Support surface is any material, such as a mattress, that supports people who are bed-ridden through illness. Research and development of appropriate support surfaces can alleviate some of the complications of immobility, such as bedsores and respiratory problems.

The National Pressure Ulcer Advisory Panel's (NPUAP) Support Surface  
Standards Initiative (S3I) has released the first version  
of its Terms and Definitions Document. This set of definitions is  
provided in an attempt to redefine commonly used and confused terms.  
The terms describe support surface features, components,  categories,  
and performance characteristics.

The Terms and Definitions Document and an evaluation form can be found  
at NPUAP`s site

Problems of immobility
As long as people have been bed-ridden through illness, they have fallen victim to the complications of immobility.
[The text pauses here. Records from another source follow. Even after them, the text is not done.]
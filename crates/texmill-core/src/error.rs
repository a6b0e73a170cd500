use std::path::PathBuf;
use thiserror::Error;

/// Result alias used across the texmill crates.
pub type Result<T> = std::result::Result<T, Error>;

/// Failures that abort an operation.
///
/// Tool-level problems (non-zero exit codes, timeouts, unparseable output) are
/// not represented here: they are folded into structured results instead.
#[derive(Debug, Error)]
pub enum Error {
    /// A request referenced a path outside the configured workspace root.
    #[error("path escapes workspace root: {} (root={})", path.display(), root.display())]
    OutsideWorkspace { path: PathBuf, root: PathBuf },

    /// An external program could not be started at all.
    #[error("failed to start {program}: {source}")]
    Spawn {
        program: String,
        #[source]
        source: std::io::Error,
    },

    /// No watch session is registered under this id.
    #[error("no watch with id {0}")]
    UnknownSession(String),

    /// The configuration file exists but could not be decoded.
    #[error("invalid configuration file {}: {source}", path.display())]
    Config {
        path: PathBuf,
        #[source]
        source: serde_json::Error,
    },

    #[error(transparent)]
    Io(#[from] std::io::Error),
}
These can include, but are not limited to:
Disorders of the skin and underlying tissue.
Pneumonia and other related respiratory illnesses.
Disorders of the renal and gastrointestinal systems.
Disruption in the cognitive systems resulting in neuro-psychological disorders.

Critically ill patients, unable to move spontaneously, are nursed in the supine position for extended periods of time. This is in striking contrast to normal human beings who, even during sleep, change their position approximately every 11.6 min–a phenomenon described by Keane as "minimum physiological mobility requirement." The deleterious effects of prolonged immobilization affect the heart, vascular system, musculoskeletal system, skin, and kidneys, despite the usual nursing practice of repositioning every two hours.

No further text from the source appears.